Week 11: Reflections. Writing.

Reflection. To think back. To consider past events. When I reflect back on my life, and on my choices, will it really reflect who I wanted to be? Or will it be a string of intentions? I intended to be good, to be generous, to be kind. I intended to be patient, to be gracious, to make the most of this life. Does intention really count for anything? To reflect. To wonder about the weight of mistakes. To wonder about the degree to which I'll carry them, how long, and for how much suffering.

Our lives are reflected to us in our choices. What would my life reflect back to me, right now?

Late update: "Death" theme

The photograph I ended up deciding to use for the "death" theme is here:

http://www.flickr.com/photos/kateswoboda/2340302121/

Tuesday, March 11, 2008

Week 11: Preplanning

Preplanning can be found here:

http://www.flickr.com/photos/kateswoboda/2327153590/

Week 11: Themes.

Mirrors, reflections, and double vision.

Week 10: Death.

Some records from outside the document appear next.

//! CORS handling for the allow-listed origin set.
//!
//! Preflight (`OPTIONS`) requests are answered locally and never proxied.
//! Non-preflight responses echo `Access-Control-Allow-Origin` only when the
//! request's `Origin` header matches an entry in the allow-list.

use axum::http::{HeaderMap, HeaderValue, Response, StatusCode};

pub fn origin_header<'a>(headers: &'a HeaderMap) -> Option<&'a str> {
    headers.get(axum::http::header::ORIGIN)?.to_str().ok()
}

pub fn allowed_origin<'a>(origins: &'a [String], request_origin: Option<&str>) -> Option<&'a str> {
    let origin = request_origin?;
    origins.iter().find(|o| o.as_str() == origin).map(|s| s.as_str())
}

/// Build the local response to a CORS preflight request.
pub fn preflight_response(origins: &[String], headers: &HeaderMap) -> Response<axum::body::Body> {
    let mut builder = Response::builder().status(StatusCode::NO_CONTENT);

    if let Some(origin) = allowed_origin(origins, origin_header(headers)) {
        builder = builder
            .header(axum::http::header::ACCESS_CONTROL_ALLOW_ORIGIN, origin)
            .header(
                axum::http::header::ACCESS_CONTROL_ALLOW_METHODS,
                "GET, POST, PUT, PATCH, DELETE, OPTIONS",
            )
            .header(
                axum::http::header::ACCESS_CONTROL_ALLOW_HEADERS,
                "authorization, content-type, x-request-id",
            )
            .header(axum::http::header::ACCESS_CONTROL_MAX_AGE, "600");
    }

    builder.body(axum::body::Body::empty()).unwrap()
}

/// Echo `Access-Control-Allow-Origin` onto an already-built response, if the
/// request's origin matches the allow-list.
pub fn apply_cors_headers(
    resp: &mut Response<axum::body::Body>,
    origins: &[String],
    request_origin: Option<&str>,
) {
    if let Some(origin) = allowed_origin(origins, request_origin) {
        if let Ok(value) = HeaderValue::from_str(origin) {
            resp.headers_mut()
                .insert(axum::http::header::ACCESS_CONTROL_ALLOW_ORIGIN, value);
        }
    }
}

#[cfg(test)]
mod tests {
    use super::*;

    #[test]
    fn matches_exact_allow_listed_origin() {
        let origins = vec!["https://app.example.com".to_string()];
        assert_eq!(
            allowed_origin(&origins, Some("https://app.example.com")),
            Some("https://app.example.com")
        );
        assert_eq!(allowed_origin(&origins, Some("https://evil.example.com")), None);
        assert_eq!(allowed_origin(&origins, None), None);
    }
}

Visual.

Don't know what the deal is with blogger, but unfortunately no pictures seem to be uploading today. So, on over here...

http://www.flickr.com/photos/kateswoboda/2326339139/

Week 10: Death. Writing.

What is death, but life,
and what is life,
but death?
In every moment
we are born
and reborn again
our shadows undulating
across the many souls' paths
that we cross.
We prepare
again and again
for birth
without acknowledging that first
there must be a death of an old self
a self that it would seem did not serve us
but in fact,
a self that paved the way
for this very birth.
The union of these two
fated to forever be the twin tides
of our Universe
cannot be pulled apart.
There is no gulf between.
The tide cannot be separated from the ocean,
nor from the surf.

Week 10: Preplanning

You can find it here (along with a lot of resistance!):

http://www.flickr.com/photos/kateswoboda/2327153794/

Resistance

Speaking of "death," it's been a tough week for me in considering whether or not to continue with this project. On one hand, it has informed a lot of my artwork this year and stretched me, forced me to practice, etc. On the other hand, it's a pain to feel bound to something (ugh, control issues!) and have a deadline. Did I make a mistake by asking myself to come up with new work every single week? Or is this keeping it fresh, keeping me from trying to make something perfect before I try the next thing?

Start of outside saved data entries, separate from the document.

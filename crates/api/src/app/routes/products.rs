use std::sync::Arc;

use axum::{
    extract::{Extension, Path},
    http::StatusCode,
    response::IntoResponse,
    routing::{get, post},
    Json, Router,
};
use chrono::Utc;

use forgeerp_auth::Permission;
use forgeerp_core::AggregateId;
use forgeerp_products::{ActivateProduct, ArchiveProduct, CreateProduct, Product, ProductCommand, ProductId};

use crate::app::{dto, errors};
use crate::app::routes::common::CmdAuth;
use crate::app::services::AppServices;

pub fn router() -> Router {
    Router::new()
        .route("/", post(create_product).get(list_products))
        .route("/:id", get(get_product))
        .route("/:id/activate", post(activate_product))
        .route("/:id/archive", post(archive_product))
}

pub async fn create_product(
    Extension(services): Extension<Arc<AppServices>>,
    Extension(tenant): Extension<crate::context::TenantContext>,
    Extension(principal): Extension<crate::context::PrincipalContext>,
    Json(body): Json<dto::CreateProductRequest>,
) -> axum::response::Response {
    let agg = AggregateId::new();
    let product_id = ProductId::new(agg);

    let cmd = ProductCommand::CreateProduct(CreateProduct {
        tenant_id: tenant.tenant_id(),
        product_id,
        sku: body.sku,
        name: body.name,
        pricing: body.pricing,
        occurred_at: Utc::now(),
    });

    let cmd_auth = CmdAuth {
        inner: cmd,
        required: vec![Permission::new("products.create")],
    };
    if let Err(e) = crate::authz::authorize_command(&tenant, &principal, &cmd_auth) {
        return errors::json_error(StatusCode::FORBIDDEN, "forbidden", e.to_string());
    }

    let committed = match services.dispatch::<Product>(
        tenant.tenant_id(),
        agg,
        "products.product",
        cmd_auth.inner,
        |_t, aggregate_id| Product::empty(ProductId::new(aggregate_id)),
    ) {
        Ok(c) => c,
        Err(e) => return errors::dispatch_error_to_response(e),
    };

    (
        StatusCode::CREATED,
        Json(serde_json::json!({
            "id": agg.to_string(),
            "events_committed": committed.len(),
        })),
    )
        .into_response()
}

pub async fn activate_product(
    Extension(services): Extension<Arc<AppServices>>,
    Extension(tenant): Extension<crate::context::TenantContext>,
    Extension(principal): Extension<crate::context::PrincipalContext>,
    Path(id): Path<String>,
) -> axum::response::Response {
    let agg: AggregateId = match id.parse() {
        Ok(v) => v,
        Err(_) => return errors::json_error(StatusCode::BAD_REQUEST, "invalid_id", "invalid product id"),
    };
    let product_id = ProductId::new(agg);

    let cmd = ProductCommand::ActivateProduct(ActivateProduct {
        tenant_id: tenant.tenant_id(),
        product_id,
        occurred_at: Utc::now(),
    });

    let cmd_auth = CmdAuth {
        inner: cmd,
        required: vec![Permission::new("products.activate")],
    };
    if let Err(e) = crate::authz::authorize_command(&tenant, &principal, &cmd_auth) {
        return errors::json_error(StatusCode::FORBIDDEN, "forbidden", e.to_string());
    }

    let committed = match services.dispatch::<Product>(
        tenant.tenant_id(),
        agg,
        "products.product",
        cmd_auth.inner,
        |_t, aggregate_id| Product::empty(ProductId::new(aggregate_id)),
    ) {
        Ok(c) => c,
        Err(e) => return errors::dispatch_error_to_response(e),
    };

    (StatusCode::OK, Json(serde_json::json!({"id": agg.to_string(), "events_committed": committed.len()}))).into_response()
}

pub async fn archive_product(
    Extension(services): Extension<Arc<AppServices>>,
    Extension(tenant): Extension<crate::context::TenantContext>,
    Extension(principal): Extension<crate::context::PrincipalContext>,
    Path(id): Path<String>,
) -> axum::response::Response {
    let agg: AggregateId = match id.parse() {
        Ok(v) => v,
        Err(_) => return errors::json_error(StatusCode::BAD_REQUEST, "invalid_id", "invalid product id"),
    };
    let product_id = ProductId::new(agg);

    let cmd = ProductCommand::ArchiveProduct(ArchiveProduct {
        tenant_id: tenant.tenant_id(),
        product_id,
        occurred_at: Utc::now(),
    });

    let cmd_auth = CmdAuth {
        inner: cmd,
        required: vec![Permission::new("products.archive")],
    };
    if let Err(e) = crate::authz::authorize_command(&tenant, &principal, &cmd_auth) {
        return errors::json_error(StatusCode::FORBIDDEN, "forbidden", e.to_string());
    }

    let committed = match services.dispatch::<Product>(
        tenant.tenant_id(),
        agg,
        "products.product",
        cmd_auth.inner,
        |_t, aggregate_id| Product::empty(ProductId::new(aggregate_id)),
    ) {
        Ok(c) => c,
        Err(e) => return errors::dispatch_error_to_response(e),
    };

    (StatusCode::OK, Json(serde_json::json!({"id": agg.to_string(), "events_committed": committed.len()}))).into_response()
}

pub async fn get_product(
    Extension(services): Extension<Arc<AppServices>>,
    Extension(tenant): Extension<crate::context::TenantContext>,
    Path(id): Path<String>,
) -> axum::response::Response {
    let agg: AggregateId = match id.parse() {
        Ok(v) => v,
        Err(_) => return errors::json_error(StatusCode::BAD_REQUEST, "invalid_id", "invalid product id"),
    };
    let product_id = ProductId::new(agg);
    match services.products_get(tenant.tenant_id(), &product_id) {
        Some(rm) => (StatusCode::OK, Json(dto::product_to_json(rm))).into_response(),
        None => errors::json_error(StatusCode::NOT_FOUND, "not_found", "product not found"),
    }
}

pub async fn list_products(
    Extension(services): Extension<Arc<AppServices>>,
    Extension(tenant): Extension<crate::context::TenantContext>,
) -> axum::response::Response {
    let items = services
        .products_list(tenant.tenant_id())
        .into_iter()
        .map(dto::product_to_json)
        .collect::<Vec<_>>();
    (StatusCode::OK, Json(serde_json::json!({ "items": items }))).into_response()
}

This week I have no photo. I just simply did not make the time. I almost typed "didn't have the time," but I find that this is a false statement that 99% of the world makes, and it bugs me.

I plan to catch up by posting a photograph, later. But for now, a visual and some writing will (hopefully) do.

xo,
K

Tuesday, March 4, 2008

Week Ten: Themes

Death. Metaphors for death, literal interpretations of death. Anything to do with death or endings.

Week Nine: Energy. Photo.

Week Nine: Energy. Visual.

Because of the size of this particular piece, I am uploading it to flickr and providing a link (rather than waiting for my grandchildren to be born while Blogger uploads it).

I hate wasting leftover paint and these colors were available to me from another painting I was working on, so I began to integrate all of it. Before I knew it, this was what I had:

http://www.flickr.com/photos/kateswoboda/2311133770/

Week Nine: Energy. Writing.

What has been on my mind in terms of energy this week has been an upcoming trip to Europe.

"It will be a wonderful vacation!" people tell me.

I am sure that on some level it will.

On another level, it will be weeks of navigating foreign lands, trying to figure out how to communicate basic needs in a language I can barely speak (I am memorizing, in particular, "Mi dispiace! Parli prego lentemente! Aprendo Italiano.")

It sounds very romantic, like a montage of Amelie and Under the Tuscan Sun and any other wonderfully romantic movie about another country that you've ever seen...complete with a set of those quirky Europeans.

And yet, I also know that the exhaustion will have me to my knees, that there will come a time when I practically beg and pray for something "normal," when just being among people who don't speak the same language as myself will exhaust me.

These are my thoughts on energy--a post of writing this week that is not particularly beautiful or flowing, but related to the topic all the same.